Von Marcel Duclaud 02.06.2016, 06:15
Anlagenführerin Elke Wawarofsky überwacht die Abfüllung von Duftspendern für eine Drogeriekette.
Anlagenführerin Elke Wawarofsky überwacht die Abfüllung von Duftspendern für eine Drogeriekette. Thomas Klitzsch

Wittenberg - „Der Laden hat nicht einen einzigen Tag das Licht ausgemacht.“ Was Bernd Fischer ein bisschen salopp beschreibt, ist in der Tat keine Selbstverständlichkeit für Betriebe im Osten Deutschlands. Fischer gehört quasi zum Inventar eines Produktionsstandortes zwischen Griebo und Wittenberg, der nicht übermäßig bekannt, dafür aber ein stabiles, wachsendes, erfolgreiches Unternehmen mit festem Kundenstamm ist: die Budich Produktion und Contracting GmbH. Am Samstag wird mit rund 250 Menschen 25-jähriges Betriebsjubiläum gefeiert.

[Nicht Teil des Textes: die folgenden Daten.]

//! Table rendering for reconciliation reports

use shadowlink_sync::reconciliation::PlanItem;
use shadowlink_sync::ReconciliationReport;

const ID_WIDTH: usize = 36;
const NAME_WIDTH: usize = 28;
const SLUG_WIDTH: usize = 24;

/// Truncate a string for table display, handling Unicode safely.
///
/// If the string exceeds `max_len` characters, it is truncated with "..."
/// appended.
pub fn truncate(s: &str, max_len: usize) -> String {
    if s.chars().count() <= max_len {
        s.to_string()
    } else {
        let truncated: String = s.chars().take(max_len.saturating_sub(3)).collect();
        format!("{truncated}...")
    }
}

fn row(action: &str, source: &str, mirror: &str, name: &str, slug: &str) -> String {
    format!(
        "{:<7} {:<id$} {:<id$} {:<name_w$} {}",
        action,
        source,
        mirror,
        truncate(name, NAME_WIDTH),
        truncate(slug, SLUG_WIDTH),
        id = ID_WIDTH,
        name_w = NAME_WIDTH,
    )
}

fn item_row(item: &PlanItem) -> String {
    let source = item.source_id.map(|id| id.to_string()).unwrap_or_else(|| "-".into());
    let mirror = item.mirror_id.map(|id| id.to_string()).unwrap_or_else(|| "(new)".into());
    row(item.action.as_str(), &source, &mirror, &item.name, &item.slug)
}

/// Render the planned changes of a report, one line per action.
#[must_use]
pub fn render_changes(report: &ReconciliationReport) -> String {
    if report.items.is_empty() {
        return "No changes.".to_string();
    }

    let mut lines = Vec::with_capacity(report.items.len() + 2);
    let header = row("ACTION", "SOURCE", "MIRROR", "NAME", "SLUG");
    lines.push(header.trim_end().to_string());
    lines.push("-".repeat(header.trim_end().chars().count()));
    lines.extend(report.items.iter().map(|item| item_row(item).trim_end().to_string()));
    lines.join("\n")
}
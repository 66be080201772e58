//! Relationship Registry
//!
//! The table of configured (source kind, mirror kind) pairs. One registry is
//! built at startup and passed by reference to whatever wires the host's
//! dispatch mechanism; handlers never look it up themselves.

use std::collections::BTreeMap;
use std::sync::{Arc, PoisonError, RwLock};

use tracing::{debug, info};

use shadowlink_core::{Relationship, ShadowlinkError, ShadowlinkResult};

use crate::dispatch::HookDispatcher;
use crate::handlers::SyncHandlers;
use crate::inspect::LinkInspector;
use crate::locks::KeyedLocks;
use crate::reconciliation::{ReconciliationConfig, ReconciliationEngine};
use crate::repository::{KindCatalog, SyncStores};

/// Process-wide table of configured relationships.
pub struct RelationshipRegistry {
    stores: SyncStores,
    catalog: Arc<dyn KindCatalog>,
    dispatcher: Arc<dyn HookDispatcher>,
    locks: Arc<KeyedLocks>,
    reconciliation: ReconciliationConfig,
    entries: RwLock<BTreeMap<Relationship, Arc<SyncHandlers>>>,
}

impl RelationshipRegistry {
    /// Create an empty registry.
    pub fn new(
        stores: SyncStores,
        catalog: Arc<dyn KindCatalog>,
        dispatcher: Arc<dyn HookDispatcher>,
    ) -> Self {
        Self {
            stores,
            catalog,
            dispatcher,
            locks: Arc::new(KeyedLocks::new()),
            reconciliation: ReconciliationConfig::default(),
            entries: RwLock::new(BTreeMap::new()),
        }
    }

    /// Configuration handed to engines built by [`Self::engine`].
    #[must_use]
    pub fn with_reconciliation_config(mut self, config: ReconciliationConfig) -> Self {
        self.reconciliation = config;
        self
    }

    /// Register a relationship and attach its three handlers.
    ///
    /// Fails with `Configuration` when either kind is unknown, or when a
    /// different relationship already uses one of the kinds on the same
    /// side: links live under one metadata key per side, so two
    /// relationships sharing a kind would claim each other's records.
    /// Registering the same pair twice is a no-op.
    pub fn register(&self, source_kind: &str, mirror_kind: &str) -> ShadowlinkResult<Relationship> {
        let relationship = Relationship::new(source_kind, mirror_kind)?;

        if !self.catalog.is_source_kind(source_kind) {
            return Err(ShadowlinkError::configuration(format!(
                "unknown source kind '{source_kind}'"
            )));
        }
        if !self.catalog.is_mirror_kind(mirror_kind) {
            return Err(ShadowlinkError::configuration(format!(
                "unknown mirror kind '{mirror_kind}'"
            )));
        }

        let mut entries = self.entries.write().unwrap_or_else(PoisonError::into_inner);
        if entries.contains_key(&relationship) {
            debug!(relationship = %relationship, "Relationship already registered");
            return Ok(relationship);
        }
        if let Some(taken) = entries.keys().find(|rel| rel.source_kind == source_kind) {
            return Err(ShadowlinkError::configuration(format!(
                "source kind '{source_kind}' is already mirrored by '{taken}'"
            )));
        }
        if let Some(taken) = entries.keys().find(|rel| rel.mirror_kind == mirror_kind) {
            return Err(ShadowlinkError::configuration(format!(
                "mirror kind '{mirror_kind}' is already used by '{taken}'"
            )));
        }

        let handlers = Arc::new(SyncHandlers::new(
            relationship.clone(),
            self.stores.clone(),
            self.locks.clone(),
        ));
        let attached = handlers.attach_to(self.dispatcher.as_ref());
        entries.insert(relationship.clone(), handlers);

        info!(relationship = %relationship, attached, "Relationship registered");
        Ok(relationship)
    }

    /// Every registered relationship, ordered by kind names.
    #[must_use]
    pub fn relationships(&self) -> Vec<Relationship> {
        self.entries
            .read()
            .unwrap_or_else(PoisonError::into_inner)
            .keys()
            .cloned()
            .collect()
    }

    /// Handlers of one relationship.
    #[must_use]
    pub fn get(&self, source_kind: &str, mirror_kind: &str) -> Option<Arc<SyncHandlers>> {
        self.entries
            .read()
            .unwrap_or_else(PoisonError::into_inner)
            .iter()
            .find(|(rel, _)| rel.source_kind == source_kind && rel.mirror_kind == mirror_kind)
            .map(|(_, handlers)| handlers.clone())
    }

    /// Relationships whose source side is `kind`.
    #[must_use]
    pub fn for_source_kind(&self, kind: &str) -> Vec<Relationship> {
        self.filtered(|rel| rel.source_kind == kind)
    }

    /// Relationships whose mirror side is `kind`.
    #[must_use]
    pub fn for_mirror_kind(&self, kind: &str) -> Vec<Relationship> {
        self.filtered(|rel| rel.mirror_kind == kind)
    }

    /// Build a reconciliation engine for a registered relationship.
    pub fn engine(&self, relationship: &Relationship) -> ShadowlinkResult<ReconciliationEngine> {
        self.ensure_registered(relationship)?;
        Ok(ReconciliationEngine::with_config(
            relationship.clone(),
            self.stores.clone(),
            self.reconciliation.clone(),
        ))
    }

    /// Build a link inspector for a registered relationship.
    pub fn inspector(&self, relationship: &Relationship) -> ShadowlinkResult<LinkInspector> {
        self.ensure_registered(relationship)?;
        Ok(LinkInspector::new(relationship.clone(), self.stores.clone()))
    }

    /// Lock table shared by every relationship's handlers.
    #[must_use]
    pub fn locks(&self) -> &Arc<KeyedLocks> {
        &self.locks
    }

    fn ensure_registered(&self, relationship: &Relationship) -> ShadowlinkResult<()> {
        let known = self
            .entries
            .read()
            .unwrap_or_else(PoisonError::into_inner)
            .contains_key(relationship);
        if known {
            Ok(())
        } else {
            Err(ShadowlinkError::configuration(format!(
                "relationship '{relationship}' is not registered"
            )))
        }
    }

    fn filtered(&self, keep: impl Fn(&Relationship) -> bool) -> Vec<Relationship> {
        self.entries
            .read()
            .unwrap_or_else(PoisonError::into_inner)
            .keys()
            .filter(|rel| keep(rel))
            .cloned()
            .collect()
    }
}
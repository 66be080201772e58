//! Record model
//!
//! Source records are the primary items; mirror records are lightweight
//! proxies that carry a copy of the source's identity fields
//! (`title` -> `name`, `slug` -> `slug`).

use std::collections::BTreeMap;

use chrono::{DateTime, Utc};
use serde::{Deserialize, Serialize};

use crate::ids::{MirrorId, SourceId};

/// Publication status of a source record.
///
/// Only [`RecordStatus::Published`] records take part in sync.
#[derive(Debug, Clone, Copy, PartialEq, Eq, Hash, Default, Serialize, Deserialize)]
#[serde(rename_all = "kebab-case")]
pub enum RecordStatus {
    /// Live record.
    #[default]
    #[serde(rename = "publish", alias = "published")]
    Published,
    /// Saved but not published.
    Draft,
    /// Awaiting review.
    Pending,
    /// Visible only to privileged users.
    Private,
    /// Placeholder created while an editor is still filling the record in.
    AutoDraft,
    /// Soft-deleted.
    Trash,
}

impl RecordStatus {
    /// Convert to string representation.
    #[must_use]
    pub fn as_str(&self) -> &'static str {
        match self {
            RecordStatus::Published => "publish",
            RecordStatus::Draft => "draft",
            RecordStatus::Pending => "pending",
            RecordStatus::Private => "private",
            RecordStatus::AutoDraft => "auto-draft",
            RecordStatus::Trash => "trash",
        }
    }

    /// Whether records in this status participate in sync.
    #[must_use]
    pub fn is_published(&self) -> bool {
        matches!(self, RecordStatus::Published)
    }
}

impl std::fmt::Display for RecordStatus {
    fn fmt(&self, f: &mut std::fmt::Formatter<'_>) -> std::fmt::Result {
        f.write_str(self.as_str())
    }
}

impl std::str::FromStr for RecordStatus {
    type Err = String;

    fn from_str(s: &str) -> Result<Self, Self::Err> {
        match s.to_lowercase().as_str() {
            "publish" | "published" => Ok(RecordStatus::Published),
            "draft" => Ok(RecordStatus::Draft),
            "pending" => Ok(RecordStatus::Pending),
            "private" => Ok(RecordStatus::Private),
            "auto-draft" | "auto_draft" => Ok(RecordStatus::AutoDraft),
            "trash" => Ok(RecordStatus::Trash),
            _ => Err(format!("Unknown record status: {s}")),
        }
    }
}

/// Metadata attached to a record (string keys to scalar values).
pub type RecordMeta = BTreeMap<String, String>;

/// An item of the primary kind.
#[derive(Debug, Clone, PartialEq, Eq, Serialize, Deserialize)]
pub struct SourceRecord {
    /// Record ID.
    pub id: SourceId,
    /// Configured source kind.
    pub kind: String,
    /// Display name.
    pub title: String,
    /// Unique-within-kind identity string.
    pub slug: String,
    /// Publication status.
    #[serde(default)]
    pub status: RecordStatus,
    /// Attached metadata (holds the association key).
    #[serde(default, skip_serializing_if = "BTreeMap::is_empty")]
    pub meta: RecordMeta,
    /// Last modification time.
    pub modified_at: DateTime<Utc>,
}

impl SourceRecord {
    /// Whether this record participates in sync.
    #[must_use]
    pub fn is_published(&self) -> bool {
        self.status.is_published()
    }

    /// Fields the mirror of this record must carry.
    #[must_use]
    pub fn mirror_fields(&self) -> MirrorFields {
        MirrorFields {
            name: self.title.clone(),
            slug: self.slug.clone(),
        }
    }
}

/// A lightweight proxy entry of the secondary kind.
#[derive(Debug, Clone, PartialEq, Eq, Serialize, Deserialize)]
pub struct MirrorRecord {
    /// Record ID.
    pub id: MirrorId,
    /// Configured mirror kind.
    pub kind: String,
    /// Mirrors the source's `title`.
    pub name: String,
    /// Mirrors the source's `slug`.
    pub slug: String,
    /// Attached metadata (holds the association key).
    #[serde(default, skip_serializing_if = "BTreeMap::is_empty")]
    pub meta: RecordMeta,
    /// Last modification time.
    pub modified_at: DateTime<Utc>,
}

impl MirrorRecord {
    /// The "in sync" predicate: `name == title` and `slug == slug`.
    #[must_use]
    pub fn is_in_sync_with(&self, source: &SourceRecord) -> bool {
        self.name == source.title && self.slug == source.slug
    }

    /// Fields of a source record originated from this mirror.
    #[must_use]
    pub fn source_fields(&self) -> SourceFields {
        SourceFields {
            title: self.name.clone(),
            slug: self.slug.clone(),
            status: RecordStatus::Published,
        }
    }
}

/// Payload for creating a source record.
#[derive(Debug, Clone, PartialEq, Eq, Serialize, Deserialize)]
pub struct NewSource {
    /// Target kind.
    pub kind: String,
    /// Display name.
    pub title: String,
    /// Identity string.
    pub slug: String,
    /// Initial status.
    #[serde(default)]
    pub status: RecordStatus,
}

impl NewSource {
    /// Build a create payload from replacement fields.
    #[must_use]
    pub fn from_fields(kind: impl Into<String>, fields: SourceFields) -> Self {
        Self {
            kind: kind.into(),
            title: fields.title,
            slug: fields.slug,
            status: fields.status,
        }
    }
}

/// Replacement fields of a source record.
#[derive(Debug, Clone, PartialEq, Eq, Serialize, Deserialize)]
pub struct SourceFields {
    /// Display name.
    pub title: String,
    /// Identity string.
    pub slug: String,
    /// Status.
    #[serde(default)]
    pub status: RecordStatus,
}

/// Payload for creating a mirror record.
#[derive(Debug, Clone, PartialEq, Eq, Serialize, Deserialize)]
pub struct NewMirror {
    /// Target kind.
    pub kind: String,
    /// Display name copied from the source's title.
    pub name: String,
    /// Identity string copied from the source's slug.
    pub slug: String,
}

impl NewMirror {
    /// Build a create payload from replacement fields.
    #[must_use]
    pub fn from_fields(kind: impl Into<String>, fields: MirrorFields) -> Self {
        Self {
            kind: kind.into(),
            name: fields.name,
            slug: fields.slug,
        }
    }
}

/// Replacement fields of a mirror record.
#[derive(Debug, Clone, PartialEq, Eq, Serialize, Deserialize)]
pub struct MirrorFields {
    /// Display name.
    pub name: String,
    /// Identity string.
    pub slug: String,
}
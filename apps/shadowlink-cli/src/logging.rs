//! Tracing subscriber setup.
//!
//! Log lines go to stderr so that reports on stdout stay machine-readable.
//! `RUST_LOG` overrides the default filter.

use tracing_subscriber::{fmt, layer::SubscriberExt, util::SubscriberInitExt, EnvFilter};

const DEFAULT_FILTER: &str = "warn,shadowlink_sync=info,shadowlink_cli=info";
const VERBOSE_FILTER: &str = "info,shadowlink_sync=debug,shadowlink_cli=debug";

/// Log line format.
#[derive(Debug, Clone, Copy, PartialEq, Eq, Default)]
pub enum LogFormat {
    /// Human-readable lines.
    #[default]
    Text,
    /// One JSON object per line, for log aggregation.
    Json,
}

impl std::str::FromStr for LogFormat {
    type Err = String;

    fn from_str(s: &str) -> Result<Self, Self::Err> {
        match s.trim().to_lowercase().as_str() {
            "text" | "pretty" => Ok(Self::Text),
            "json" => Ok(Self::Json),
            _ => Err(format!("Unknown log format: {s} (expected text or json)")),
        }
    }
}

/// Filter directive used when `RUST_LOG` is unset.
#[must_use]
pub fn default_filter(verbose: bool) -> &'static str {
    if verbose {
        VERBOSE_FILTER
    } else {
        DEFAULT_FILTER
    }
}

/// Install the global subscriber.
///
/// A second call is a no-op, which keeps tests that drive several commands
/// in one process working.
pub fn init_logging(verbose: bool, format: LogFormat) {
    let filter = EnvFilter::try_from_default_env()
        .unwrap_or_else(|_| EnvFilter::new(default_filter(verbose)));

    let result = match format {
        LogFormat::Text => tracing_subscriber::registry()
            .with(filter)
            .with(fmt::layer().with_writer(std::io::stderr).with_target(verbose))
            .try_init(),
        LogFormat::Json => tracing_subscriber::registry()
            .with(filter)
            .with(
                fmt::layer()
                    .json()
                    .with_writer(std::io::stderr)
                    .with_target(true)
                    .flatten_event(true),
            )
            .try_init(),
    };

    if result.is_ok() {
        tracing::debug!(filter = default_filter(verbose), ?format, "Logging initialized");
    }
}
//! # Reconciliation Engine
//!
//! Batch convergence of one relationship over its entire collections, using
//! only the two repositories and the association store. Safe to run after
//! bulk imports or outages because it does not rely on per-change events.
//!
//! ## Overview
//!
//! - Source scan: published sources with no mirror (`to_create`), linked
//!   mirrors whose name/slug drifted (`to_update`), pairs matched by slug but
//!   missing association metadata (`to_link`)
//! - Mirror scan: mirrors with no valid source (`to_delete`), or matched to a
//!   source by slug (`to_link`)
//! - Dry run: report the plan and apply nothing
//! - Live: apply updates, creations, deletions, then links
//!
//! Every action is individually idempotent, so a pass that stops part-way
//! (error or cancellation) is completed by the next one.
//!
//! ```text
//! ┌──────────────────────────────────────────────────────────┐
//! │                  ReconciliationEngine                    │
//! ├──────────────────────────────────────────────────────────┤
//! │  ┌────────────┐    ┌────────────────┐    ┌────────────┐  │
//! │  │ scan pages │───►│ Reconciliation │───►│   apply    │  │
//! │  │ (read-only)│    │      Plan      │    │ (live only)│  │
//! │  └────────────┘    └────────────────┘    └────────────┘  │
//! │         │                  │                   │         │
//! │         ▼                  ▼                   ▼         │
//! │  ┌──────────────────────────────────────────────────┐    │
//! │  │   StatisticsTracker ──► ReconciliationReport     │    │
//! │  └──────────────────────────────────────────────────┘    │
//! └──────────────────────────────────────────────────────────┘
//! ```
//!
//! ## Usage
//!
//! ```ignore
//! use shadowlink_sync::reconciliation::{ReconciliationEngine, ReconciliationMode};
//! use tokio_util::sync::CancellationToken;
//!
//! let engine = registry.engine(&relationship)?;
//! let cancel = CancellationToken::new();
//!
//! let report = engine.run(ReconciliationMode::DryRun, &cancel).await?;
//! println!("{}", report.outcome);
//! ```

pub mod config;
pub mod engine;
pub mod plan;
pub mod report;
pub mod statistics;
pub mod types;

pub use config::{FailurePolicy, ReconciliationConfig, MAX_PAGE_SIZE};
pub use engine::{ReconciliationEngine, ReconciliationError, ReconciliationResult};
pub use plan::{PlanItem, ReconciliationPlan};
pub use report::{ActionFailure, ReconciliationOutcome, ReconciliationReport};
pub use statistics::{ActionCounts, RunStatistics, StatisticsTracker};
pub use types::{ActionType, ReconciliationMode, RunStatus};
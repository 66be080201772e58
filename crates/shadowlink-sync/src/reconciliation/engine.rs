//! Reconciliation engine orchestrator.
//!
//! A pass scans both collections page by page into a [`ReconciliationPlan`]
//! without mutating anything, then (live mode only) applies the plan.

use chrono::Utc;
use thiserror::Error;
use tokio_util::sync::CancellationToken;
use tracing::{debug, info, instrument, warn};
use uuid::Uuid;

use shadowlink_core::{
    MirrorId, MirrorRecord, NewMirror, Relationship, ShadowlinkError, ShadowlinkResult, SourceId,
    SourceRecord,
};

use super::config::{FailurePolicy, ReconciliationConfig};
use super::plan::{PlanItem, ReconciliationPlan};
use super::report::{ActionFailure, ReconciliationReport};
use super::statistics::StatisticsTracker;
use super::types::{ActionType, ReconciliationMode, RunStatus};
use crate::dispatch::internally;
use crate::repository::{RecordRef, SyncStores};

/// Reconciliation errors.
#[derive(Debug, Error)]
pub enum ReconciliationError {
    /// Unknown kind or unusable configuration. Raised before any work.
    #[error("Configuration error: {0}")]
    Configuration(String),

    /// A repository failed while the collections were being scanned.
    #[error("Scanning {collection} failed: {source}")]
    Scan {
        collection: &'static str,
        #[source]
        source: ShadowlinkError,
    },

    /// Planning was cancelled before the plan was complete.
    #[error("Reconciliation cancelled while planning")]
    Cancelled,

    /// A live pass stopped on a failed action.
    #[error("{action} of {record} failed: {source}")]
    Aborted {
        /// Action that failed.
        action: ActionType,
        /// Record the action was about.
        record: String,
        /// Underlying error.
        #[source]
        source: ShadowlinkError,
        /// What had been done before the failure.
        report: Box<ReconciliationReport>,
    },
}

impl ReconciliationError {
    /// The report of the partial pass, when the pass got that far.
    #[must_use]
    pub fn partial_report(&self) -> Option<&ReconciliationReport> {
        match self {
            Self::Aborted { report, .. } => Some(report),
            _ => None,
        }
    }

    /// The classified repository-level error behind this one, if any.
    #[must_use]
    pub fn cause(&self) -> Option<&ShadowlinkError> {
        match self {
            Self::Scan { source, .. } | Self::Aborted { source, .. } => Some(source),
            _ => None,
        }
    }
}

/// Result type for reconciliation operations.
pub type ReconciliationResult<T> = Result<T, ReconciliationError>;

fn configuration_message(e: ShadowlinkError) -> String {
    match e {
        ShadowlinkError::Configuration { message } => message,
        other => other.to_string(),
    }
}

fn scan_error(collection: &'static str) -> impl Fn(ShadowlinkError) -> ReconciliationError {
    move |source| {
        if source.is_fatal() {
            ReconciliationError::Configuration(configuration_message(source))
        } else {
            ReconciliationError::Scan { collection, source }
        }
    }
}

fn incomplete_item(field: &str) -> ShadowlinkError {
    ShadowlinkError::validation(field, "plan item is missing this record reference")
}

/// Converges one relationship over its entire collections.
pub struct ReconciliationEngine {
    relationship: Relationship,
    stores: SyncStores,
    config: ReconciliationConfig,
}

Das Joint Venture zwischen der Budich Gruppe und den Piesteritzer Stickstoffwerken währte nur wenige Monate, nach den Worten von Geschäftsführer Bernd Fischer vom Februar 1990 bis zur Gründung der Oro Produktions GmbH im Jahre 1991. Begonnen wurde mit der Produktion von Waschmitteln, von Shampoo, Dusch- und Schaumbädern - insbesondere für den Markt im Osten. Das funktionierte allerdings nicht sonderlich lange: „Das Ost-Geschäft ging krachen, ein neuer Markt musste erschlossen werden.“ Hergestellt wurden jetzt in dem Wittenberger Unternehmen Reiniger für Geschirrspüler, Fleckensalz, Waschmittel. Außerdem stieg man auf kleine Größen für den Einzelhandel um. „Einer der ersten Kunden damals war Lidl“, erinnert sich Fischer. Bedient wurde nun im wesentlichen der westeuropäische Markt. Der Kundenstamm festigte sich zusehends: „Wir haben Markenartikler, die wir seit vielen Jahren beliefern.“ Aus der Oro Produktions GmbH ist schließlich 2006 die Budich Produktion und Contracting GmbH geworden, eine hundertprozentige Tochter des Unternehmens aus Hiddenhausen. Die „Mutter“ kümmert sich nach Fischers Worten wesentlich um Reinigungs- und Pflegeprodukte in flüssiger Form, die Wittenberger Tochter übernimmt die feste Form der Reinigungsmittel samt den Duftkörpern.

Zu den Jubiläumsgästen am Wochenende gehört der Ministerpräsident a. D., Wolfgang Böhmer. Er wird eine Rede halten. Böhmer hatte als Finanzminister 1993 der Einweihung der neuen Produktions- und Lagerhalle beigewohnt - und, laut Fischer, „sehr weitsichtig den Erfolgskurs vorhergesagt“.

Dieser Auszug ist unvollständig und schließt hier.